Programming Tutorials Browser Tutorials Articles Struts Tutorials Hibernate Tutorials

  Tutorial: Access the world's biggest database with Web DataBase Connectivity - JavaWorld March 2001

Access the world's biggest database with Web DataBase Connectivity - JavaWorld March 2001

Tutorial Details:

Access the world's biggest database with Web DataBase Connectivity
Access the world's biggest database with Web DataBase Connectivity
By: By Tony Loton
Use SQL to query Web-based information
hat's your hobby? Mine is amateur investing and the Web helps me a lot. I can log on to one of my favorite financial information sites and look up the latest share prices, or I can log on to a different site to see the news items for the stocks I hold. I have a secret recipe for choosing shares, which I can't tell you, but suppose it's something like: "I will buy shares in a company whose price drops to its 52-week low and has appeared in the news this week." For the first part of that formula, how do I find all companies at their 52-week low? In the past, I viewed the information for each company individually and did a mental calculation. Now I simply type something like this:
SELECT ... AS name, ... AS price, ... AS yearLow
FROM http://www.asharesite.com/lookup
WITHPOST symbol=ALL
WHERE price=yearLow
Besides my hobby, I also have a business -- the Java business. Therefore, I like to stay informed of the latest Java news and views, which I can do at this site, which might be familiar to you (Figure 1):
Figure 1. The JavaWorld homepage. Click on thumbnail to view full-size image (69 KB).

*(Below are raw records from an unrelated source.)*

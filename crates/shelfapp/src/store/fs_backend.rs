use super::Mapping;
use super::backend::RecordBackend;
use crate::error::{Result, ShelfError};
use serde::Serialize;
use serde::de::DeserializeOwned;
use std::fs::{self, File};
use std::io::{self, Write};
use std::path::{Path, PathBuf};
use uuid::Uuid;

/// Record backend storing the mapping as a single JSON object file.
#[derive(Debug, Clone)]
pub struct JsonFileBackend {
    path: PathBuf,
}

impl JsonFileBackend {
    pub fn new(path: impl Into<PathBuf>) -> Self {
        Self { path: path.into() }
    }

    pub fn path(&self) -> &Path {
        &self.path
    }

    fn dir(&self) -> &Path {
        self.path
            .parent()
            .filter(|p| !p.as_os_str().is_empty())
            .unwrap_or_else(|| Path::new("."))
    }

    fn ensure_dir(&self) -> Result<()> {
        let dir = self.dir();
        if !dir.exists() {
            fs::create_dir_all(dir).map_err(ShelfError::Io)?;
        }
        Ok(())
    }

    fn tmp_path(&self) -> PathBuf {
        let stem = self
            .path
            .file_name()
            .map(|n| n.to_string_lossy().into_owned())
            .unwrap_or_else(|| "records".to_string());
        self.dir().join(format!(".{}-{}.tmp", stem, Uuid::new_v4()))
    }
}

impl<R> RecordBackend<R> for JsonFileBackend
where
    R: Serialize + DeserializeOwned,
{
    fn load(&self) -> Mapping<R> {
        let content = match fs::read_to_string(&self.path) {
            Ok(content) => content,
            Err(e) if e.kind() == io::ErrorKind::NotFound => return Mapping::new(),
            Err(e) => {
                tracing::warn!(
                    path = %self.path.display(),
                    error = %e,
                    "Failed to read record store, starting empty"
                );
                return Mapping::new();
            }
        };

        match serde_json::from_str(&content) {
            Ok(records) => records,
            Err(e) => {
                tracing::warn!(
                    path = %self.path.display(),
                    error = %e,
                    "Corrupt record store, starting empty"
                );
                Mapping::new()
            }
        }
    }

    fn save(&self, records: &Mapping<R>) -> Result<()> {
        self.ensure_dir()?;
        let content = serde_json::to_string_pretty(records).map_err(ShelfError::Serialization)?;

        // Atomic write: tmp file, fsync, rename over the target
        let tmp_path = self.tmp_path();
        let written = write_synced(&tmp_path, content.as_bytes())
            .and_then(|()| fs::rename(&tmp_path, &self.path));
        if let Err(e) = written {
            let _ = fs::remove_file(&tmp_path);
            return Err(ShelfError::Io(e));
        }

        sync_dir(self.dir());
        tracing::debug!(path = %self.path.display(), records = records.len(), "Saved record store");
        Ok(())
    }
}

fn write_synced(path: &Path, bytes: &[u8]) -> io::Result<()> {
    let mut file = File::create(path)?;
    file.write_all(bytes)?;
    file.flush()?;
    file.sync_all()
}

/// Persist the rename itself. Best effort, and a no-op where directories
/// cannot be opened.
#[cfg(unix)]
fn sync_dir(dir: &Path) {
    if let Err(e) = File::open(dir).and_then(|d| d.sync_all()) {
        tracing::debug!(dir = %dir.display(), error = %e, "Could not sync store directory");
    }
}

#[cfg(not(unix))]
fn sync_dir(_dir: &Path) {}
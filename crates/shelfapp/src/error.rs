use thiserror::Error;

#[derive(Error, Debug)]
pub enum ShelfError {
    #[error("IO error: {0}")]
    Io(#[from] std::io::Error),

    #[error("Serialization error: {0}")]
    Serialization(#[from] serde_json::Error),

    #[error("Archive error: {0}")]
    Archive(#[from] zip::result::ZipError),

    #[error("Invalid path: {0}")]
    InvalidPath(String),

    #[error("Not found: {0}")]
    NotFound(String),

    #[error("Already exists: {0}")]
    AlreadyExists(String),

    #[error("Trash item not found: {0}")]
    TrashItemNotFound(String),

    #[error("Share not found: {0}")]
    ShareNotFound(String),

    #[error("Shared file no longer exists: {0}")]
    ShareTargetMissing(String),

    #[error("Shared item is a directory and cannot be downloaded: {0}")]
    ShareIsDirectory(String),

    #[error("Unknown job: {0}")]
    JobNotFound(String),

    #[error("Could not generate a free id after {0} attempts, retry later")]
    IdExhausted(usize),

    #[error("Archive engine is shut down")]
    EngineStopped,

    #[error("Store error: {0}")]
    Store(String),

    #[error("Config error: {0}")]
    Config(String),
}

impl ShelfError {
    /// Logical "nothing there" conditions, as opposed to I/O failures.
    pub fn is_not_found(&self) -> bool {
        matches!(
            self,
            ShelfError::NotFound(_)
                | ShelfError::TrashItemNotFound(_)
                | ShelfError::ShareNotFound(_)
                | ShelfError::JobNotFound(_)
        )
    }
}

pub type Result<T> = std::result::Result<T, ShelfError>;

You will see from the picture that today I'm interested in Enterprise Java Beans, so I've typed "ejb" into the search box. The JavaWorld search engine does its job and rewards me with Figure 2:
Figure 2. Search Results for "ejb." Click on thumbnail to view full-size image (68 KB).
The results appear in descending date order and -- although you can't see it in the picture -- the result set contains entries for prior months as well as the current month. Now I want to see the results in ascending date order rather than descending date order but with results prior to December omitted. If I had some software capable of running it, I could express exactly what I want to see with this piece of SQL:
SELECT ... AS linkText, ... AS description, ... AS date
FROM http://search.itworld.com:8765/query.html
WITHGET qt=ejb
WHERE date MATCHES '*Dec*'
ORDER BY date
Figure 3. SQL results. Click on
thumbnail to view full size image (13 KB).

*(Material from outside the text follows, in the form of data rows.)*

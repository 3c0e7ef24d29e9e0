#![allow(deprecated)]

use assert_cmd::Command;
use assert_cmd::cargo::cargo_bin;
use predicates::prelude::*;
use std::fs;
use std::path::{Path, PathBuf};
use tempfile::TempDir;

struct Sandbox {
    _temp: TempDir,
    home: PathBuf,
    storage: PathBuf,
    trash: PathBuf,
    shares: PathBuf,
    config: PathBuf,
}

impl Sandbox {
    fn new() -> Self {
        let temp = TempDir::new().unwrap();
        let root = temp.path().to_path_buf();
        let sandbox = Self {
            home: root.join("home"),
            storage: root.join("storage"),
            trash: root.join("trash"),
            shares: root.join("shares"),
            config: root.join("config"),
            _temp: temp,
        };
        fs::create_dir_all(&sandbox.home).unwrap();
        fs::create_dir_all(&sandbox.storage).unwrap();
        sandbox
    }

    fn cmd(&self) -> Command {
        let mut cmd = Command::new(cargo_bin("shelf"));
        cmd.env("HOME", &self.home)
            .env("STORAGE_PATH", &self.storage)
            .env("TRASH_PATH", &self.trash)
            .env("SHARE_PATH", &self.shares)
            .env("SHELF_CONFIG_DIR", &self.config)
            .env_remove("RUST_LOG")
            .env_remove("SHELF_ARCHIVE_WORKERS");
        cmd
    }

    fn write(&self, rel: &str, content: &str) {
        let path = self.storage.join(rel);
        fs::create_dir_all(path.parent().unwrap()).unwrap();
        fs::write(path, content).unwrap();
    }

    fn json(&self, args: &[&str]) -> serde_json::Value {
        let output = self.cmd().args(args).arg("--json").output().unwrap();
        assert!(
            output.status.success(),
            "{:?} failed: {}",
            args,
            String::from_utf8_lossy(&output.stderr)
        );
        serde_json::from_slice(&output.stdout).unwrap()
    }
}

fn zip_names(path: &Path) -> Vec<String> {
    let file = fs::File::open(path).unwrap();
    let mut archive = zip::ZipArchive::new(file).unwrap();
    let mut names: Vec<String> = (0..archive.len())
        .map(|i| archive.by_index(i).unwrap().name().to_string())
        .collect();
    names.sort();
    names
}

#[test]
fn ls_lists_directories_first() {
    let sandbox = Sandbox::new();
    sandbox.write("b.txt", "bee");
    sandbox.write("a/inner.txt", "x");

    sandbox
        .cmd()
        .arg("ls")
        .assert()
        .success()
        .stdout(predicate::str::contains("a/").and(predicate::str::contains("b.txt")));

    let listing = sandbox.json(&["ls"]);
    let names: Vec<&str> = listing
        .as_array()
        .unwrap()
        .iter()
        .map(|e| e["name"].as_str().unwrap())
        .collect();
    assert_eq!(names, vec!["a", "b.txt"]);
}

#[test]
fn rm_then_restore_round_trip() {
    let sandbox = Sandbox::new();
    sandbox.write("docs/note.txt", "hello");

    let outcome = sandbox.json(&["rm", "docs/note.txt"]);
    let id = outcome["items"][0].as_str().unwrap().to_string();
    assert!(!sandbox.storage.join("docs/note.txt").exists());

    let listed = sandbox.json(&["trash", "list"]);
    assert_eq!(listed[0]["id"], id.as_str());
    assert_eq!(listed[0]["path"], "docs/note.txt");

    sandbox
        .cmd()
        .args(["trash", "restore", &id])
        .assert()
        .success()
        .stdout(predicate::str::contains("docs/note.txt"));
    assert_eq!(
        fs::read_to_string(sandbox.storage.join("docs/note.txt")).unwrap(),
        "hello"
    );

    sandbox
        .cmd()
        .args(["trash", "list"])
        .assert()
        .success()
        .stdout(predicate::str::contains("Trash is empty."));
}

#[test]
fn partial_batch_exits_with_two() {
    let sandbox = Sandbox::new();
    sandbox.write("here.txt", "1");

    sandbox
        .cmd()
        .args(["rm", "here.txt", "gone.txt"])
        .assert()
        .code(2)
        .stderr(predicate::str::contains("gone.txt"));
    assert!(!sandbox.storage.join("here.txt").exists());
}

#[test]
fn share_fetch_counts_downloads() {
    let sandbox = Sandbox::new();
    sandbox.write("pub/report.txt", "quarterly");

    let created = sandbox.json(&["share", "create", "pub/report.txt"]);
    let id = created["items"][0].as_str().unwrap().to_string();

    sandbox
        .cmd()
        .args(["share", "fetch", &id])
        .assert()
        .success()
        .stdout("quarterly");

    let out = sandbox.home.join("copy.txt");
    sandbox
        .cmd()
        .args(["share", "fetch", &id, "-o"])
        .arg(&out)
        .assert()
        .success()
        .stderr(predicate::str::contains("2 downloads"));
    assert_eq!(fs::read_to_string(&out).unwrap(), "quarterly");

    let listed = sandbox.json(&["share", "list"]);
    assert_eq!(listed[0]["downloads"], 2);
    assert_eq!(listed[0]["status"], "normal");

    sandbox
        .cmd()
        .args(["share", "cancel", &id])
        .assert()
        .success();
    sandbox
        .cmd()
        .args(["share", "fetch", &id])
        .assert()
        .failure()
        .code(1)
        .stderr(predicate::str::contains("Share not found"));
}

#[test]
fn archive_waits_and_reports_the_file() {
    let sandbox = Sandbox::new();
    sandbox.write("proj/a.txt", "a");
    sandbox.write("proj/sub/b.txt", "b");

    let status = sandbox.json(&["archive", "proj"]);
    assert_eq!(status["state"], "SUCCESS");
    assert_eq!(status["total_files"], 2);
    assert_eq!(status["percent"], 100);

    let result = PathBuf::from(status["result"].as_str().unwrap());
    assert_eq!(result.parent().unwrap(), sandbox.storage.as_path());
    assert_eq!(zip_names(&result), vec!["proj/a.txt", "proj/sub/b.txt"]);
}

#[test]
fn archive_format_flag_overrides_config() {
    let sandbox = Sandbox::new();
    sandbox.write("one.txt", "1");

    sandbox
        .cmd()
        .args(["archive", "one.txt", "--format", "tar.gz"])
        .assert()
        .success()
        .stdout(predicate::str::contains(".tar.gz"));
}

#[test]
fn archiving_the_root_itself_is_rejected() {
    let sandbox = Sandbox::new();
    sandbox.write("a.txt", "a");

    sandbox
        .cmd()
        .args(["archive", "."])
        .assert()
        .failure()
        .code(1)
        .stderr(predicate::str::contains("Invalid path"));
    let parent = sandbox.storage.parent().unwrap();
    let stray = fs::read_dir(parent)
        .unwrap()
        .filter_map(|e| e.ok())
        .any(|e| e.file_name().to_string_lossy().starts_with("archive_"));
    assert!(!stray);
}

#[test]
fn put_then_cat_round_trip() {
    let sandbox = Sandbox::new();
    let local = sandbox.home.join("scan.txt");
    fs::write(&local, "scanned page").unwrap();

    sandbox
        .cmd()
        .args(["put", "--to", "inbox/2024"])
        .arg(&local)
        .assert()
        .success()
        .stdout(predicate::str::contains("inbox/2024/scan.txt"));

    sandbox
        .cmd()
        .args(["cat", "inbox/2024/scan.txt"])
        .assert()
        .success()
        .stdout("scanned page");

    sandbox
        .cmd()
        .args(["cat", "inbox/2024/missing.txt"])
        .assert()
        .failure()
        .stderr(predicate::str::contains("Not found"));
}

#[test]
fn escaping_the_root_is_rejected() {
    let sandbox = Sandbox::new();

    sandbox
        .cmd()
        .args(["ls", "../"])
        .assert()
        .failure()
        .stderr(predicate::str::contains("Invalid path"));
}

#[test]
fn config_save_writes_effective_settings() {
    let sandbox = Sandbox::new();

    sandbox
        .cmd()
        .args(["config", "--save"])
        .assert()
        .success()
        .stdout(predicate::str::contains("storage_path"));

    let saved = fs::read_to_string(sandbox.config.join("config.json")).unwrap();
    let saved: serde_json::Value = serde_json::from_str(&saved).unwrap();
    assert_eq!(saved["storage_path"], sandbox.storage.to_str().unwrap());
}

Look at how I've placed the Webpage URL in the FROM clause, in the space where a table name would usually go. You will also notice a new keyword, WITHGET , which I've introduced to trigger a form submission. The result of running this SQL statement would be as shown in Figure 3. I could export the data to another application, a RDBMS or a spreadsheet program. If I issued the query from within a Java program -- using something like JDBC -- I could present the data in my own style, manipulate the data, and combine it with results from other sites. Imagine the possibilities.

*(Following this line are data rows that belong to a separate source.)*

//! Job status backend.
//!
//! Workers publish into a board and callers poll it. The trait is the seam
//! for out-of-process backends; [`MemoryJobBoard`] serves the in-process engine.

use super::status::{JobId, JobStatus};
use parking_lot::RwLock;
use std::collections::{HashMap, VecDeque};

pub trait JobBoard: Send + Sync {
    /// Register a freshly submitted job as `PENDING`.
    fn register(&self, id: &JobId);

    /// Replace a job's status. Returns `false` (and keeps the old status)
    /// when the job is unknown or the transition is not allowed.
    fn publish(&self, id: &JobId, status: JobStatus) -> bool;

    /// Current snapshot, `None` for ids the board does not know.
    fn get(&self, id: &JobId) -> Option<JobStatus>;
}

#[derive(Default)]
struct BoardState {
    jobs: HashMap<JobId, JobStatus>,
    /// Terminal jobs in the order they finished, oldest first.
    finished: VecDeque<JobId>,
}

/// In-memory board that keeps at most `retain_finished` terminal jobs.
pub struct MemoryJobBoard {
    state: RwLock<BoardState>,
    retain_finished: usize,
}

impl MemoryJobBoard {
    pub fn new(retain_finished: usize) -> Self {
        Self {
            state: RwLock::new(BoardState::default()),
            retain_finished,
        }
    }

    pub fn len(&self) -> usize {
        self.state.read().jobs.len()
    }

    pub fn is_empty(&self) -> bool {
        self.len() == 0
    }
}

impl JobBoard for MemoryJobBoard {
    fn register(&self, id: &JobId) {
        self.state.write().jobs.insert(id.clone(), JobStatus::Pending);
    }

    fn publish(&self, id: &JobId, status: JobStatus) -> bool {
        let mut state = self.state.write();
        let Some(current) = state.jobs.get_mut(id) else {
            tracing::warn!(job_id = %id, "Status published for unknown job");
            return false;
        };
        if !current.can_advance_to(&status) {
            tracing::warn!(
                job_id = %id,
                from = current.state_name(),
                to = status.state_name(),
                "Rejected job status regression"
            );
            return false;
        }

        let finished = status.is_terminal();
        *current = status;

        if finished {
            state.finished.push_back(id.clone());
            while state.finished.len() > self.retain_finished {
                if let Some(evicted) = state.finished.pop_front() {
                    state.jobs.remove(&evicted);
                    tracing::debug!(job_id = %evicted, "Evicted finished job");
                }
            }
        }
        true
    }

    fn get(&self, id: &JobId) -> Option<JobStatus> {
        self.state.read().jobs.get(id).cloned()
    }
}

That's enough for setting the scene. You should have a fairly good idea of what I'm proposing and why I think it's such a great idea, so now I'll tell you a bit more about this new variation on the SQL theme.
From HTML to SQL
Figure 4. Hierarchy of HTML elements. Click on thumbnail to view full-size image (29 KB).
As designed, SQL works with regular two-dimensional tables with data arranged neatly into rows and columns. Web-based information -- in the form of HTML -- just isn't like that, as you can see from the hierarchy of elements comprising the JavaWorld search page (Figure 4).
To move from the HTML hierarchy to the regular SQL table paradigm, you must think of SQL in a slightly different way. As a simple example, look at how I've transformed the following SQL statement that runs against an employee table with two columns:
> SELECT name, salary FROM employee WHERE name='Tony'
> SELECT row[*].column['name'], row[*].column['salary'] FROM employee WHERE row[*].column['name']='Tony'
> SELECT row[*].column[1] AS name, row[*].column[2] AS salary FROM employee WHERE name='Tony'
The final statement means exactly the same, semantically, as the first. It reads, "Select the first column (call it name ) of any row and the second column (call it salary ) of any row in the employees table where the name is equal to 'Tony.'"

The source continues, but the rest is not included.